Modelling Uncertainties in Publish/Subscribe

Haifeng Liu and Hans-Arno Jacobsen.

In International Conference on Data Engineering (ICDE), pages 510-522, Boston, MA, June 2004.
Acceptance rate: 14 %. Number of submissions: 441.


In the publish/subscribe paradigm, information providers disseminate publications to all consumers who have expressed interest by registering subscriptions. This paradigm has found wide-spread applications, ranging from selective information dissemination to network management. However, all existing publish/subscribe systems cannot capture uncertainty inherent to the information in either subscriptions or publications. In many situations, exact knowledge of either specific subscriptions or publications is not available.
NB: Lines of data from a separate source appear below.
//! Shared region management using mmap.
//!
//! Creates or opens a memory-mapped file that holds the entire table:
//! header, line-lock words, slot arrays and cell matrices. A peer
//! attaching to an existing file reads (N, K, V) back out of the header.
//! An anonymous variant backs single-process multi-thread tables.

use std::fs;
use std::io;
use std::path::{Path, PathBuf};
use std::sync::atomic::{AtomicI32, AtomicU32, Ordering};

use memmap2::MmapMut;
use tracing::info;

use super::layout::{
    self, Header, FREE_CURSOR_OFFSET, MAGIC, READER_GATE_OFFSET, SIZE_OFFSET, VERSION,
    WRITER_GATE_OFFSET,
};

/// Where to store the backing files.
fn shm_dir() -> PathBuf {
    if cfg!(target_os = "linux") {
        PathBuf::from("/dev/shm")
    } else {
        std::env::temp_dir().join("weft_map")
    }
}

/// The full shared region, owning the mapping and providing raw
/// accessors to the structures within.
pub struct TableRegion {
    mmap: MmapMut,
    path: Option<PathBuf>,
}

impl TableRegion {
    /// Create a new named region, initializing all structures.
    pub fn create(name: &str, capacity: u32, max_key_len: u32, max_value_len: u32) -> io::Result<Self> {
        validate_dims(capacity, max_key_len, max_value_len)?;

        let dir = shm_dir();
        if !dir.exists() {
            fs::create_dir_all(&dir)?;
        }
        let path = dir.join(format!("{name}.map"));

        let file = fs::OpenOptions::new()
            .read(true)
            .write(true)
            .create(true)
            .truncate(true)
            .open(&path)?;
        let total_size = layout::region_size(capacity, max_key_len, max_value_len);
        file.set_len(total_size as u64)?;

        // Safety: we just created and truncated this file and own it
        // exclusively until the header is published.
        let mut mmap = unsafe { MmapMut::map_mut(&file)? };
        init_region(&mut mmap, capacity, max_key_len, max_value_len);
        mmap.flush()?;

        info!(name, capacity, max_key_len, max_value_len, "created shared table region");
        Ok(TableRegion {
            mmap,
            path: Some(path),
        })
    }

    /// Open an existing named region, validating magic and version.
    pub fn open(name: &str) -> io::Result<Self> {
        let path = shm_dir().join(format!("{name}.map"));
        let region = Self::open_path(&path)?;
        let h = region.header();
        info!(
            name,
            capacity = h.capacity,
            max_key_len = h.max_key_len,
            max_value_len = h.max_value_len,
            "attached to shared table region"
        );
        Ok(region)
    }

    fn open_path(path: &Path) -> io::Result<Self> {
        let file = fs::OpenOptions::new().read(true).write(true).open(path)?;
        let mmap = unsafe { MmapMut::map_mut(&file)? };

        if mmap.len() < layout::HEADER_SIZE {
            return Err(io::Error::new(
                io::ErrorKind::InvalidData,
                "shared table file too small for header",
            ));
        }
        let header = unsafe { &*(mmap.as_ptr() as *const Header) };
        if header.magic != MAGIC {
            return Err(io::Error::new(
                io::ErrorKind::InvalidData,
                "invalid shared table file: bad magic",
            ));
        }
        if header.version != VERSION {
            return Err(io::Error::new(
                io::ErrorKind::InvalidData,
                format!("unsupported shared table version {}", header.version),
            ));
        }
        let expected = layout::region_size(header.capacity, header.max_key_len, header.max_value_len);
        if mmap.len() < expected {
            return Err(io::Error::new(
                io::ErrorKind::InvalidData,
                "shared table file truncated",
            ));
        }

        Ok(TableRegion {
            mmap,
            path: Some(path.to_path_buf()),
        })
    }

    /// Open if a compatible region exists, otherwise (re)create.
    pub fn create_or_open(
        name: &str,
        capacity: u32,
        max_key_len: u32,
        max_value_len: u32,
    ) -> io::Result<Self> {
        let path = shm_dir().join(format!("{name}.map"));
        if path.exists() {
            if let Ok(region) = Self::open_path(&path) {
                let h = region.header();
                if h.capacity == capacity
                    && h.max_key_len == max_key_len
                    && h.max_value_len == max_value_len
                {
                    return Ok(region);
                }
                // Parameters don't match; fall through and recreate.
            }
        }
        Self::create(name, capacity, max_key_len, max_value_len)
    }

    /// Create an anonymous region for single-process sharing.
    pub fn anonymous(capacity: u32, max_key_len: u32, max_value_len: u32) -> io::Result<Self> {
        validate_dims(capacity, max_key_len, max_value_len)?;
        let total_size = layout::region_size(capacity, max_key_len, max_value_len);
        let mut mmap = MmapMut::map_anon(total_size)?;
        init_region(&mut mmap, capacity, max_key_len, max_value_len);
        Ok(TableRegion { mmap, path: None })
    }

    /// Remove the backing file, if any.
    pub fn unlink(&self) -> io::Result<()> {
        if let Some(path) = &self.path {
            let _ = fs::remove_file(path);
        }
        Ok(())
    }

    pub fn header(&self) -> &Header {
        unsafe { &*(self.mmap.as_ptr() as *const Header) }
    }

    pub fn base_ptr(&self) -> *const u8 {
        self.mmap.as_ptr()
    }

    /// Mutable base pointer. Callers uphold the locking protocol; the
    /// mapping itself is always writable.
    pub fn base_mut_ptr(&self) -> *mut u8 {
        self.mmap.as_ptr() as *mut u8
    }

    pub fn capacity(&self) -> u32 {
        self.header().capacity
    }

    // --- Atomic header word accessors ---

    fn atomic_u32_at(&self, offset: usize) -> &AtomicU32 {
        unsafe { &*(self.base_ptr().add(offset) as *const AtomicU32) }
    }

    /// Occupied-slot counter.
    pub fn size_word(&self) -> &AtomicU32 {
        self.atomic_u32_at(SIZE_OFFSET)
    }

    /// Advisory free-slot scan cursor.
    pub fn free_cursor(&self) -> &AtomicU32 {
        self.atomic_u32_at(FREE_CURSOR_OFFSET)
    }

    /// Writer-side global gate word.
    pub fn writer_gate(&self) -> &AtomicU32 {
        self.atomic_u32_at(WRITER_GATE_OFFSET)
    }

    /// Reader-side global gate word (the traversal marker).
    pub fn reader_gate(&self) -> &AtomicU32 {
        self.atomic_u32_at(READER_GATE_OFFSET)
    }

    /// Line-lock word for one slot.
    pub fn line_lock(&self, slot: u32) -> &AtomicI32 {
        debug_assert!(slot < self.capacity());
        unsafe {
            &*(self
                .base_ptr()
                .add(layout::locks_offset() + slot as usize * 4) as *const AtomicI32)
        }
    }
}

// The region is a bag of atomics and lock-protected cells; all mutation
// goes through the locking protocol in `lock.rs`.
unsafe impl Send for TableRegion {}
unsafe impl Sync for TableRegion {}

fn validate_dims(capacity: u32, max_key_len: u32, max_value_len: u32) -> io::Result<()> {
    if capacity == 0 || max_key_len == 0 {
        return Err(io::Error::new(
            io::ErrorKind::InvalidInput,
            "capacity and max key length must be non-zero",
        ));
    }
    // INVALID = capacity must be representable alongside slot indexes.
    if capacity == u32::MAX {
        return Err(io::Error::new(
            io::ErrorKind::InvalidInput,
            "capacity too large",
        ));
    }
    let _ = max_value_len;
    Ok(())
}

/// Zero the mapping, write the header and reset every slot to empty
/// (key length 0, next = INVALID).
fn init_region(mmap: &mut MmapMut, capacity: u32, max_key_len: u32, max_value_len: u32) {
    mmap.fill(0);

    let header = unsafe { &mut *(mmap.as_mut_ptr() as *mut Header) };
    header.magic = MAGIC;
    header.version = VERSION;
    header.capacity = capacity;
    header.max_key_len = max_key_len;
    header.max_value_len = max_value_len;
    header.size = 0;
    header.free_cursor = 0;
    header.writer_gate = 0;
    header.reader_gate = 0;

    // key lengths and lock words are already correct (zeroed); next
    // pointers start at the INVALID sentinel.
    let nexts = layout::nexts_offset(capacity);
    for i in 0..capacity as usize {
        let word = unsafe { &mut *(mmap.as_mut_ptr().add(nexts + i * 4) as *mut u32) };
        *word = capacity;
    }

    // Publish the fill before any peer maps the file.
    std::sync::atomic::fence(Ordering::SeqCst);
}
Moreover, especially in selective information dissemination applications, it is often more appropriate for a user to formulate her search requests or information offers in less precise terms, rather than defining a sharp limit. To address these problems, this paper proposes a new publish/subscribe model based on possibility theory and fuzzy set theory to process uncertainties for both subscriptions and publications. Furthermore, an approximate publish/subscribe matching problem is defined and algorithms for solving it are developed and evaluated.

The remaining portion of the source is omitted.